A secondary theme running through the course was the distinction between art and craft. This too emerged with Plato, but found its fullest development in Collingwood. In the real Art World outposts of student experience the distinction was often fuzzy. They saw beautiful and powerful works by “outsiders” to the official Art World, as well as insider works of dubious value. They wondered if they themselves could make art, or, by some sort of declaration of intent, become “real” artists. (As a course project, I encouraged students to create their own works in the spirit of J, and interpret them for the class.)
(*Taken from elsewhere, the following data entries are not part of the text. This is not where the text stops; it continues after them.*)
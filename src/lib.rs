//! Chat Sync - client-resident sync and caching core for a chat backend
//!
//! Presents a fast local view of remote communities, members, profiles and
//! notifications over a slow, rate-limited and occasionally unreliable
//! service, with TTL caches, request coalescing, endpoint failover and
//! optimistic reordering.

pub mod cache;
pub mod clock;
pub mod config;
pub mod error;
pub mod models;
pub mod remote;
pub mod storage;
pub mod sync;
pub mod tasks;

pub use config::SyncConfig;
pub use error::{Result, StoreError, SyncError};
pub use sync::{SyncContext, SyncCore};
pub use tasks::spawn_poll_task;
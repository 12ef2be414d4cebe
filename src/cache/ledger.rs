//! Seen-Id Ledger Module
//!
//! Bounded, insertion-ordered record of notification ids already surfaced.

use std::collections::{HashSet, VecDeque};

// == Seen Ledger ==
/// Remembers the most recent `capacity` ids.
///
/// Ids are stored in a VecDeque where:
/// - Front = Oldest recorded
/// - Back = Most recently recorded
#[derive(Debug, Clone, Default)]
pub struct SeenLedger {
    /// Ids by recording order
    order: VecDeque<String>,
    /// Membership index over `order`
    index: HashSet<String>,
    /// Maximum ids retained
    capacity: usize,
}

impl SeenLedger {
    // == Constructor ==
    pub fn new(capacity: usize) -> Self {
        Self {
            order: VecDeque::new(),
            index: HashSet::new(),
            capacity,
        }
    }

    /// Rebuilds a ledger from persisted ids, oldest first.
    pub fn from_ids(ids: impl IntoIterator<Item = String>, capacity: usize) -> Self {
        let mut ledger = Self::new(capacity);
        for id in ids {
            ledger.record(id);
        }
        ledger
    }

    // == Record ==
    /// Records `id`, evicting the oldest ids past capacity.
    ///
    /// Returns false if the id was already recorded.
    pub fn record(&mut self, id: String) -> bool {
        if self.index.contains(&id) {
            return false;
        }
        self.index.insert(id.clone());
        self.order.push_back(id);

        while self.order.len() > self.capacity {
            if let Some(oldest) = self.order.pop_front() {
                self.index.remove(&oldest);
            }
        }
        true
    }

    pub fn contains(&self, id: &str) -> bool {
        self.index.contains(id)
    }

    /// Ids oldest first, the persisted layout.
    pub fn ids(&self) -> Vec<String> {
        self.order.iter().cloned().collect()
    }

    pub fn len(&self) -> usize {
        self.order.len()
    }

    #[allow(dead_code)]
    pub fn is_empty(&self) -> bool {
        self.order.is_empty()
    }
}
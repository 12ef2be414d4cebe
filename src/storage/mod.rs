//! Storage Module
//!
//! Durable key→bytes backends and the error-swallowing facade the managers
//! persist through.
//!
//! # Backends
//! - [`MemoryStore`]: HashMap behind a mutex, optional byte quota
//! - [`FileStore`]: one file per key in a directory

mod file;
mod memory;
mod persistence;

pub use file::FileStore;
pub use memory::MemoryStore;
pub use persistence::{keys, Persistence};

use crate::error::StoreError;

/// Durable key→value store.
///
/// Backends report failures; [`Persistence`] swallows them so they never
/// reach callers of the caching layer.
pub trait PersistentStore: Send + Sync {
    fn get(&self, key: &str) -> Result<Option<Vec<u8>>, StoreError>;

    fn set(&self, key: &str, value: &[u8]) -> Result<(), StoreError>;

    fn delete(&self, key: &str) -> Result<(), StoreError>;
}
Every service learning experience I’ve overseen (or engaged in myself) has led to a questioning of assumptions, and the experiences of Art/Hartford were no exception. Students arrived in the course with a romantic conception of the artist as a solitary genius at work in isolation from the mundane world, a special person with a mystical designation and calling. This lofty conception of high art informs much of the official history of art, and it is not explicitly challenged in the canon of aesthetics. But in the communities of Hartford no artist is an island, and the production of art is subject to social forces no less than other productions. This led the participants in Art/Hartford to a vivid realization of the interplay of art and social justice. That is, the question of “What is art?” rapidly transformed into a series of “Who” questions: Who makes art? In our society, who _can_ make art — who has the recources, the credentials, the sanction? For whom is the work made? Who can appreciate it? Who is allowed in the gallery door — with the education, the interests, and the time to appreciate art? And with each of these questions we raised the possibility that many institutions and practices of the art world would systematically and invisibly elitist.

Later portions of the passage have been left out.